### Exercise material ###

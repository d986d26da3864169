use std::collections::{BTreeMap, VecDeque};
use std::fmt::Display;
use std::future::Future;
use std::sync::{Arc, Mutex};
use std::time::{Duration, Instant};

use serde::Serialize;
use tracing::{debug, warn};

use exam_core::Clock;
use exam_core::model::{ExamSettings, StorageMetric, StorageOperation};
use storage::repository::KeyValueStore;

/// Key the metrics ring is persisted under.
pub const METRICS_KEY: &str = "exam:metrics";

/// Error text of a metric whose operation was dropped before it finished.
pub const CANCELLED: &str = "cancelled";

/// Fixed-capacity log of storage metrics; the oldest entry is evicted on overflow.
#[derive(Debug, Clone, PartialEq)]
pub struct MetricsBuffer {
    capacity: usize,
    entries: VecDeque<StorageMetric>,
}

impl MetricsBuffer {
    /// A capacity of zero is raised to one.
    #[must_use]
    pub fn new(capacity: usize) -> Self {
        let capacity = capacity.max(1);
        Self {
            capacity,
            entries: VecDeque::with_capacity(capacity),
        }
    }

    pub fn push(&mut self, metric: StorageMetric) {
        while self.entries.len() >= self.capacity {
            self.entries.pop_front();
        }
        self.entries.push_back(metric);
    }

    /// Replace the contents, keeping only the newest `capacity` entries.
    pub fn replace(&mut self, metrics: Vec<StorageMetric>) {
        self.entries.clear();
        for metric in metrics {
            self.push(metric);
        }
    }

    #[must_use]
    pub fn len(&self) -> usize {
        self.entries.len()
    }

    #[must_use]
    pub fn is_empty(&self) -> bool {
        self.entries.is_empty()
    }

    #[must_use]
    pub fn capacity(&self) -> usize {
        self.capacity
    }

    /// Oldest first.
    #[must_use]
    pub fn to_vec(&self) -> Vec<StorageMetric> {
        self.entries.iter().cloned().collect()
    }

    pub fn clear(&mut self) {
        self.entries.clear();
    }
}

/// Records a cancelled metric unless disarmed once the future completes.
struct PendingMetric<'a> {
    telemetry: &'a StorageTelemetry,
    operation: StorageOperation,
    started: Instant,
    armed: bool,
}

impl PendingMetric<'_> {
    fn disarm(&mut self) -> Duration {
        self.armed = false;
        self.started.elapsed()
    }
}

impl Drop for PendingMetric<'_> {
    fn drop(&mut self) {
        if self.armed {
            self.telemetry
                .record_cancelled(self.operation, self.started.elapsed());
        }
    }
}

/// Aggregate over all recorded metrics of one operation.
#[derive(Debug, Clone, PartialEq, Serialize)]
#[serde(rename_all = "camelCase")]
pub struct OperationSummary {
    pub operation: StorageOperation,
    pub count: usize,
    pub failures: usize,
    pub average_ms: f64,
    pub max_ms: f64,
}

/// Times storage operations and keeps a persisted rolling log of the results.
#[derive(Clone)]
pub struct StorageTelemetry {
    kv: Arc<dyn KeyValueStore>,
    clock: Clock,
    slow_threshold: Duration,
    buffer: Arc<Mutex<MetricsBuffer>>,
}

impl StorageTelemetry {
    #[must_use]
    pub fn new(kv: Arc<dyn KeyValueStore>, clock: Clock, settings: &ExamSettings) -> Self {
        Self {
            kv,
            clock,
            slow_threshold: Duration::from_millis(settings.slow_operation_ms()),
            buffer: Arc::new(Mutex::new(MetricsBuffer::new(settings.metrics_capacity()))),
        }
    }

    /// Run `fut`, record how long it took and whether it failed, and hand back
    /// its result untouched.
    ///
    /// A future dropped before completion (timeout, task abort, panic) is still
    /// recorded, as a failure with error text `cancelled`.
    ///
    /// # Errors
    ///
    /// Returns whatever error `fut` returned.
    pub async fn measure<T, E, F>(&self, operation: StorageOperation, fut: F) -> Result<T, E>
    where
        F: Future<Output = Result<T, E>>,
        E: Display,
    {
        let mut pending = PendingMetric {
            telemetry: self,
            operation,
            started: Instant::now(),
            armed: true,
        };
        let result = fut.await;
        let elapsed = pending.disarm();
        let error = result.as_ref().err().map(ToString::to_string);
        self.record(operation, elapsed, error).await;
        result
    }

    async fn record(&self, operation: StorageOperation, elapsed: Duration, error: Option<String>) {
        let store_size_bytes = match self.kv.used_bytes().await {
            Ok(bytes) => bytes,
            Err(err) => {
                debug!(error = %err, "could not measure store size");
                0
            }
        };
        let metric = self.metric(operation, elapsed, error, store_size_bytes);
        if let Some(snapshot) = self.push(metric) {
            self.persist(&snapshot).await;
        }
    }

    /// Record an operation whose future never completed. Runs during drop, so
    /// it reuses the last known store size and leaves persistence to the next
    /// measured operation.
    fn record_cancelled(&self, operation: StorageOperation, elapsed: Duration) {
        let store_size_bytes = self
            .buffer
            .lock()
            .ok()
            .and_then(|guard| guard.entries.back().map(|m| m.store_size_bytes))
            .unwrap_or(0);
        let error = Some(CANCELLED.to_owned());
        let metric = self.metric(operation, elapsed, error, store_size_bytes);
        self.push(metric);
    }

    fn metric(
        &self,
        operation: StorageOperation,
        elapsed: Duration,
        error: Option<String>,
        store_size_bytes: u64,
    ) -> StorageMetric {
        let duration_ms = elapsed.as_secs_f64() * 1_000.0;

        if let Some(err) = &error {
            warn!(%operation, duration_ms, error = %err, "storage operation failed");
        } else if elapsed > self.slow_threshold {
            let threshold_ms = u64::try_from(self.slow_threshold.as_millis()).unwrap_or(u64::MAX);
            warn!(%operation, duration_ms, threshold_ms, "slow storage operation");
        }

        StorageMetric {
            operation,
            duration_ms,
            success: error.is_none(),
            error,
            store_size_bytes,
            recorded_at: self.clock.now(),
        }
    }

    /// Append to the ring and return a snapshot to persist.
    fn push(&self, metric: StorageMetric) -> Option<Vec<StorageMetric>> {
        match self.buffer.lock() {
            Ok(mut guard) => {
                guard.push(metric);
                Some(guard.to_vec())
            }
            Err(err) => {
                warn!(error = %err, "metrics buffer poisoned; dropping metric");
                None
            }
        }
    }

    async fn persist(&self, snapshot: &[StorageMetric]) {
        let raw = match serde_json::to_string(snapshot) {
            Ok(raw) => raw,
            Err(err) => {
                warn!(error = %err, "could not encode storage metrics");
                return;
            }
        };
        if let Err(err) = self.kv.set(METRICS_KEY, &raw).await {
            debug!(error = %err, "could not persist storage metrics");
        }
    }

    /// Reload metrics persisted by an earlier run. Corrupt data is discarded.
    ///
    /// Returns the number of metrics restored.
    pub async fn restore(&self) -> usize {
        let raw = match self.kv.get(METRICS_KEY).await {
            Ok(Some(raw)) => raw,
            Ok(None) => return 0,
            Err(err) => {
                warn!(error = %err, "could not read persisted storage metrics");
                return 0;
            }
        };
        let metrics: Vec<StorageMetric> = match serde_json::from_str(&raw) {
            Ok(metrics) => metrics,
            Err(err) => {
                warn!(error = %err, "discarding corrupt persisted storage metrics");
                return 0;
            }
        };

        match self.buffer.lock() {
            Ok(mut guard) => {
                guard.replace(metrics);
                guard.len()
            }
            Err(_) => 0,
        }
    }

    /// Recorded metrics, oldest first.
    #[must_use]
    pub fn metrics(&self) -> Vec<StorageMetric> {
        self.buffer
            .lock()
            .map(|guard| guard.to_vec())
            .unwrap_or_default()
    }

    /// Metrics that failed or ran past the slow threshold.
    #[must_use]
    pub fn problems(&self) -> Vec<StorageMetric> {
        let threshold_ms = self.slow_threshold.as_secs_f64() * 1_000.0;
        self.metrics()
            .into_iter()
            .filter(|m| !m.success || m.duration_ms > threshold_ms)
            .collect()
    }

    #[must_use]
    pub fn summary(&self) -> Vec<OperationSummary> {
        let mut by_op: BTreeMap<StorageOperation, Vec<StorageMetric>> = BTreeMap::new();
        for metric in self.metrics() {
            by_op.entry(metric.operation).or_default().push(metric);
        }

        by_op
            .into_iter()
            .map(|(operation, metrics)| {
                let total: f64 = metrics.iter().map(|m| m.duration_ms).sum();
                #[allow(clippy::cast_precision_loss)]
                let average_ms = total / metrics.len() as f64;
                OperationSummary {
                    operation,
                    count: metrics.len(),
                    failures: metrics.iter().filter(|m| !m.success).count(),
                    average_ms,
                    max_ms: metrics.iter().map(|m| m.duration_ms).fold(0.0, f64::max),
                }
            })
            .collect()
    }

    /// Drop all metrics, in memory and persisted.
    pub async fn clear(&self) {
        if let Ok(mut guard) = self.buffer.lock() {
            guard.clear();
        }
        if let Err(err) = self.kv.remove(METRICS_KEY).await {
            warn!(error = %err, "could not remove persisted storage metrics");
        }
    }
}

#[cfg(test)]
mod tests {
    use super::*;
    use exam_core::model::ExamSettingsDraft;
    use exam_core::time::{fixed_clock, fixed_now};
    use storage::repository::{InMemoryStore, StorageError};
    use tracing_test::traced_test;

    fn metric(n: u32) -> StorageMetric {
        StorageMetric {
            operation: StorageOperation::Save,
            duration_ms: f64::from(n),
            success: true,
            error: None,
            store_size_bytes: 0,
            recorded_at: fixed_now(),
        }
    }

    fn telemetry(kv: &InMemoryStore, capacity: usize) -> StorageTelemetry {
        let settings = ExamSettingsDraft {
            metrics_capacity: capacity,
            ..ExamSettingsDraft::default()
        }
        .validate()
        .unwrap();
        StorageTelemetry::new(Arc::new(kv.clone()), fixed_clock(), &settings)
    }

    #[test]
    fn ring_keeps_only_the_newest_entries() {
        let cap = 10;
        let mut buffer = MetricsBuffer::new(cap);
        for n in 0..15 {
            buffer.push(metric(n));
        }

        assert_eq!(buffer.len(), cap);
        let kept: Vec<f64> = buffer.to_vec().iter().map(|m| m.duration_ms).collect();
        let expected: Vec<f64> = (5..15).map(f64::from).collect();
        assert_eq!(kept, expected);
    }

    #[test]
    fn replace_trims_to_capacity() {
        let mut buffer = MetricsBuffer::new(2);
        buffer.replace((0..5).map(metric).collect());
        assert_eq!(buffer.len(), 2);
        assert_eq!(buffer.to_vec()[0].duration_ms, 3.0);
    }

    #[tokio::test]
    async fn measure_forwards_success_and_records_it() {
        let kv = InMemoryStore::new();
        let t = telemetry(&kv, 50);

        let value = t
            .measure(StorageOperation::Load, async { Ok::<_, StorageError>(42) })
            .await
            .unwrap();

        assert_eq!(value, 42);
        let metrics = t.metrics();
        assert_eq!(metrics.len(), 1);
        assert!(metrics[0].success);
        assert_eq!(metrics[0].operation, StorageOperation::Load);
        assert!(kv.get(METRICS_KEY).await.unwrap().is_some());
    }

    #[tokio::test]
    #[traced_test]
    async fn slow_operations_are_flagged_and_logged() {
        let kv = InMemoryStore::new();
        let settings = ExamSettingsDraft {
            slow_operation_ms: 1,
            ..ExamSettingsDraft::default()
        }
        .validate()
        .unwrap();
        let t = StorageTelemetry::new(Arc::new(kv.clone()), fixed_clock(), &settings);

        t.measure(StorageOperation::Load, async {
            tokio::time::sleep(Duration::from_millis(20)).await;
            Ok::<_, StorageError>(())
        })
        .await
        .unwrap();

        let problems = t.problems();
        assert_eq!(problems.len(), 1);
        assert!(problems[0].success);
        assert!(problems[0].duration_ms >= 20.0);
        assert!(logs_contain("slow storage operation"));
    }

    #[tokio::test]
    #[traced_test]
    async fn dropped_operation_is_recorded_as_cancelled() {
        let kv = InMemoryStore::new();
        let t = telemetry(&kv, 50);

        let timed_out = tokio::time::timeout(
            Duration::from_millis(5),
            t.measure(StorageOperation::Save, async {
                tokio::time::sleep(Duration::from_millis(200)).await;
                Ok::<_, StorageError>(())
            }),
        )
        .await;

        assert!(timed_out.is_err());
        let metrics = t.metrics();
        assert_eq!(metrics.len(), 1);
        assert_eq!(metrics[0].operation, StorageOperation::Save);
        assert!(!metrics[0].success);
        assert_eq!(metrics[0].error.as_deref(), Some(CANCELLED));
        assert!(logs_contain("storage operation failed"));
    }

    #[tokio::test]
    async fn measure_rethrows_original_error_and_records_failure() {
        let kv = InMemoryStore::new();
        let t = telemetry(&kv, 50);

        let err = t
            .measure(StorageOperation::Save, async {
                Err::<(), _>(StorageError::Connection("disk gone".into()))
            })
            .await
            .unwrap_err();

        assert_eq!(err, StorageError::Connection("disk gone".into()));
        let metrics = t.metrics();
        assert!(!metrics[0].success);
        assert_eq!(metrics[0].error.as_deref(), Some("connection error: disk gone"));
        assert_eq!(t.problems().len(), 1);
        assert_eq!(t.summary()[0].failures, 1);
    }

    #[tokio::test]
    async fn metrics_survive_a_restart_and_cap_applies() {
        let kv = InMemoryStore::new();
        let first = telemetry(&kv, 3);
        for _ in 0..5 {
            first
                .measure(StorageOperation::Delete, async { Ok::<_, StorageError>(()) })
                .await
                .unwrap();
        }
        assert_eq!(first.metrics().len(), 3);

        let second = telemetry(&kv, 3);
        assert_eq!(second.restore().await, 3);
        assert_eq!(second.metrics(), first.metrics());

        second.clear().await;
        assert!(second.metrics().is_empty());
        assert!(kv.get(METRICS_KEY).await.unwrap().is_none());
    }

    #[tokio::test]
    async fn corrupt_persisted_metrics_are_discarded() {
        let kv = InMemoryStore::new();
        kv.set(METRICS_KEY, "[{oops").await.unwrap();
        let t = telemetry(&kv, 5);
        assert_eq!(t.restore().await, 0);
        assert!(t.metrics().is_empty());
    }

    #[tokio::test]
    async fn metric_persistence_failure_does_not_change_result() {
        // too small to hold the metrics ring
        let kv = InMemoryStore::with_quota(8);
        let t = telemetry(&kv, 5);

        let out = t
            .measure(StorageOperation::Optimize, async { Ok::<_, StorageError>("done") })
            .await
            .unwrap();

        assert_eq!(out, "done");
        assert_eq!(t.metrics().len(), 1);
        assert!(kv.get(METRICS_KEY).await.unwrap().is_none());
    }
}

###

→ Problem details
Which lines above hold the string "usize"? Show each of them.

→ Answer section
    capacity: usize,
    pub fn new(capacity: usize) -> Self {
    pub fn len(&self) -> usize {
    pub fn capacity(&self) -> usize {
    pub count: usize,
    pub failures: usize,
    pub async fn restore(&self) -> usize {
    fn telemetry(kv: &InMemoryStore, capacity: usize) -> StorageTelemetry {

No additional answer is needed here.